A través del Profesor Aviel había obtenido varios objetos de procedencia dudosa, no por su origen y autenticidad, sino por cómo habían sido obtenidos. Lord John se dirigió a un sector de la estantería de libros, apretó un botón que se encontraba detrás de unos volúmenes, y enseguida se abrió silenciosamente una parte del mismo dejando al descubierto una puerta de acero inoxidable que conducía a su museo privado. Allí pasaba gran parte de su tiempo admirando y estudiando con intensa compulsión imposible de saciar. Allí todo se hallaba perfectamente ubicado en estantes y vitrinas: gran cantidad de antiguos volúmenes, scrolls, tapices, joyas, monedas, pequeñas estatuas y adornos que habían desaparecido de otras colecciones privadas y otros museos.

Esta compulsión de Sir John era cubierta, sin cesar, por el profesor Aviel y sus conexiones con el mundo subterráneo de la mafia especializada en objetos de arte y antigüedades. Mientras contemplaba su maravillosa colección, su mente se dirigió al scroll de cobre que Aviel examinara.

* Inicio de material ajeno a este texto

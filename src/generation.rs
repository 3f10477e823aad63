//! Reading diary JSON and briefing JSON back out of model replies

use chrono::{NaiveDate, Utc};
use once_cell::sync::Lazy;
use regex::Regex;
use serde_json::{Map, Value};

use crate::chat::ChatMessage;
use crate::context::truncate_chars;
use crate::diary::{AiBriefing, DiaryEntry, Mood};
use crate::logging;

static CODE_FENCE: Lazy<Regex> =
    Lazy::new(|| Regex::new(r"(?i)```(?:json)?\s*([\s\S]*?)\s*```").expect("valid code fence pattern"));
static HTML_BODY_TAGS: Lazy<Regex> =
    Lazy::new(|| Regex::new(r"(?i)</?(?:html|body)>").expect("valid html tag pattern"));

/// A diary as the model wrote it, before it is stored
#[derive(Debug, Clone, PartialEq)]
pub struct GeneratedDiary {
    pub title: String,
    pub content: String,            // HTML
    pub mood: Mood,
    pub tags: Vec<String>,
    pub category: String,
    pub summary: String,
    pub ai_briefing: Option<AiBriefing>,
}

impl GeneratedDiary {
    /// Entry for `date`, keeping a copy of the chat without attachments
    pub fn into_entry(self, date: NaiveDate, chat: &[ChatMessage]) -> DiaryEntry {
        let mut entry = DiaryEntry::new(date, self.title, self.content);
        entry.mood = self.mood;
        entry.tags = self.tags;
        entry.category = self.category;
        entry.summary = self.summary;
        entry.ai_briefing = self.ai_briefing;
        entry.chat_history = chat.iter().map(ChatMessage::without_attachment).collect();
        entry.created_at = Some(Utc::now());
        entry
    }
}

/// Loosely typed text: lists are joined, numbers and booleans printed,
/// anything else dropped
fn text_field(value: Option<&Value>) -> Option<String> {
    match value? {
        Value::String(text) => Some(text.clone()),
        Value::Number(n) => Some(n.to_string()),
        Value::Bool(b) => Some(b.to_string()),
        Value::Array(items) => {
            let parts: Vec<String> = items
                .iter()
                .filter_map(|item| text_field(Some(item)))
                .filter(|part| !part.trim().is_empty())
                .collect();
            Some(parts.join(", "))
        }
        _ => None,
    }
}

/// A single tag string or a list of them
fn tag_list(value: Option<&Value>) -> Vec<String> {
    match value {
        Some(Value::Array(items)) => items
            .iter()
            .filter_map(|item| text_field(Some(item)))
            .filter(|tag| !tag.trim().is_empty())
            .collect(),
        other => text_field(other).into_iter().filter(|tag| !tag.trim().is_empty()).collect(),
    }
}

fn briefing_from(fields: &Map<String, Value>) -> AiBriefing {
    AiBriefing {
        events: text_field(fields.get("events")).unwrap_or_default(),
        atmosphere_or_emotion: text_field(fields.get("atmosphere_or_emotion")).unwrap_or_default(),
        unfinished_topics: text_field(fields.get("unfinished_topics"))
            .filter(|t| !t.trim().is_empty() && t != "null"),
    }
}

/// Parse the diary JSON from a reply. Never fails: a reply that is not a
/// JSON object becomes the content of a generic entry. Fields of the wrong
/// type are coerced or dropped one by one.
pub fn parse_generated_diary(response: &str) -> GeneratedDiary {
    let payload = CODE_FENCE
        .captures(response)
        .and_then(|caps| caps.get(1))
        .map(|m| m.as_str())
        .filter(|s| !s.is_empty())
        .unwrap_or(response);

    match serde_json::from_str::<Value>(payload) {
        Ok(Value::Object(fields)) => GeneratedDiary {
            title: text_field(fields.get("title")).unwrap_or_default(),
            content: text_field(fields.get("content")).unwrap_or_default(),
            mood: text_field(fields.get("mood")).map(|m| Mood::from_label(&m)).unwrap_or_default(),
            tags: tag_list(fields.get("tags")),
            category: text_field(fields.get("category")).unwrap_or_default(),
            summary: text_field(fields.get("summary")).unwrap_or_default(),
            ai_briefing: match fields.get("ai_briefing") {
                Some(Value::Object(briefing)) => Some(briefing_from(briefing)),
                _ => None,
            },
        },
        other => {
            let reason = match other {
                Ok(_) => "not a JSON object".to_string(),
                Err(e) => e.to_string(),
            };
            logging::log_error(None, &format!(
                "Failed to parse diary JSON: {}. Response: {}", reason, truncate_chars(payload, 200)
            ));
            GeneratedDiary {
                title: "Generated Diary".to_string(),
                content: HTML_BODY_TAGS.replace_all(payload, "").trim().to_string(),
                mood: Mood::Neutral,
                tags: vec!["generated".to_string()],
                category: String::new(),
                summary: "Auto-generated diary entry.".to_string(),
                ai_briefing: None,
            }
        }
    }
}

/// Parse a briefing reply for a handwritten entry
pub fn parse_briefing(response: &str) -> Option<AiBriefing> {
    let cleaned = response.replace("```json", "").replace("```", "");
    match serde_json::from_str::<Value>(cleaned.trim()).ok()? {
        Value::Object(fields) => Some(briefing_from(&fields)),
        _ => None,
    }
}

/// Briefing used when the model could not produce one
pub fn fallback_briefing(content: &str) -> AiBriefing {
    AiBriefing {
        events: format!("{}...", truncate_chars(content, 100)),
        atmosphere_or_emotion: "Unknown".to_string(),
        unfinished_topics: None,
    }
}
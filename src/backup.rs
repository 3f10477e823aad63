use chrono::{NaiveDate, Utc};
use serde::{Deserialize, Serialize};

use crate::diary::{DiaryEntry, DiaryService};
use crate::error::{Error, Result};
use crate::logging;
use crate::persona::{ApiConfig, Persona, PersonaService};

pub const BACKUP_VERSION: &str = "1.0";

#[derive(Debug, Clone, Default, PartialEq, Serialize, Deserialize)]
#[serde(rename_all = "camelCase")]
pub struct BackupSettings {
    #[serde(default)]
    pub current_persona_id: Option<String>,
    #[serde(default)]
    pub current_api_config_id: Option<String>,
}

/// Everything worth keeping, in one JSON document. Sections missing from an
/// imported file leave the current data alone.
#[derive(Debug, Clone, Default, PartialEq, Serialize, Deserialize)]
#[serde(rename_all = "camelCase")]
pub struct Backup {
    #[serde(default)]
    pub diaries: Option<Vec<DiaryEntry>>,
    #[serde(default)]
    pub personas: Option<Vec<Persona>>,
    #[serde(default)]
    pub api_configs: Option<Vec<ApiConfig>>,
    #[serde(default)]
    pub settings: Option<BackupSettings>,
    #[serde(default)]
    pub export_date: Option<String>,
    #[serde(default)]
    pub version: Option<String>,
}

/// What an import replaced
#[derive(Debug, Clone, Default, PartialEq)]
pub struct ImportSummary {
    pub diaries: Option<usize>,
    pub personas: Option<usize>,
    pub api_configs: Option<usize>,
}

/// `chatdairy-backup-2024-05-03.json`
pub fn backup_file_name(date: NaiveDate) -> String {
    format!("chatdairy-backup-{}.json", date.format("%Y-%m-%d"))
}

pub fn export_backup(diaries: &DiaryService, personas: &PersonaService) -> Result<String> {
    let backup = Backup {
        diaries: Some(diaries.all().to_vec()),
        personas: Some(personas.personas().to_vec()),
        api_configs: Some(personas.api_configs().to_vec()),
        settings: Some(BackupSettings {
            current_persona_id: Some(personas.current_persona_id().to_string()),
            current_api_config_id: Some(personas.current_api_config_id().to_string()),
        }),
        export_date: Some(Utc::now().to_rfc3339_opts(chrono::SecondsFormat::Millis, true)),
        version: Some(BACKUP_VERSION.to_string()),
    };
    Ok(serde_json::to_string_pretty(&backup)?)
}

/// Restore a backup. The whole file is parsed before anything is written.
pub fn import_backup(raw: &str, diaries: &mut DiaryService, personas: &mut PersonaService) -> Result<ImportSummary> {
    let backup: Backup = serde_json::from_str(raw)
        .map_err(|e| Error::InvalidInput(format!("Failed to import data. Invalid file format: {}", e)))?;

    let mut summary = ImportSummary::default();

    if let Some(entries) = backup.diaries {
        summary.diaries = Some(entries.len());
        diaries.replace_all(entries)?;
    }
    if let Some(list) = backup.personas {
        summary.personas = Some(list.len());
        personas.replace_personas(list)?;
    }
    if let Some(configs) = backup.api_configs {
        summary.api_configs = Some(configs.len());
        personas.replace_api_configs(configs)?;
    }
    if let Some(settings) = backup.settings {
        let persona_id = settings.current_persona_id.filter(|id| !id.is_empty());
        let config_id = settings.current_api_config_id.filter(|id| !id.is_empty());
        personas.restore_selection(persona_id, config_id)?;
    }

    logging::log_storage(
        None,
        &format!(
            "Imported backup (version {}): {:?}",
            backup.version.as_deref().unwrap_or("unknown"),
            summary
        ),
    );
    Ok(summary)
}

Si era una copia del 3 Q15, sería una magnífica adquisición, más aún, si al ser traducido diera las coordenadas y datos geográficos precisos para encontrar el lugar donde estaba escondido el tesoro del Templo desde hace dos mil años.

El solo pensar en ello y en su consecuencia, obtener algunos de estos objetos guardados por tantos años, le erizaba la piel ya que estos objetos pertenecían al templo desde antes de su destrucción, como las monedas de oro que los judíos enviaran como contribuciones desde diferentes puntos de Europa y de Oriente.

No permaneció mucho tiempo más en su museo personal y regresó rápidamente a la fiesta, la que se había desplazado a los jardines aprovechando una de esas raras noches de perfecto clima en Londres.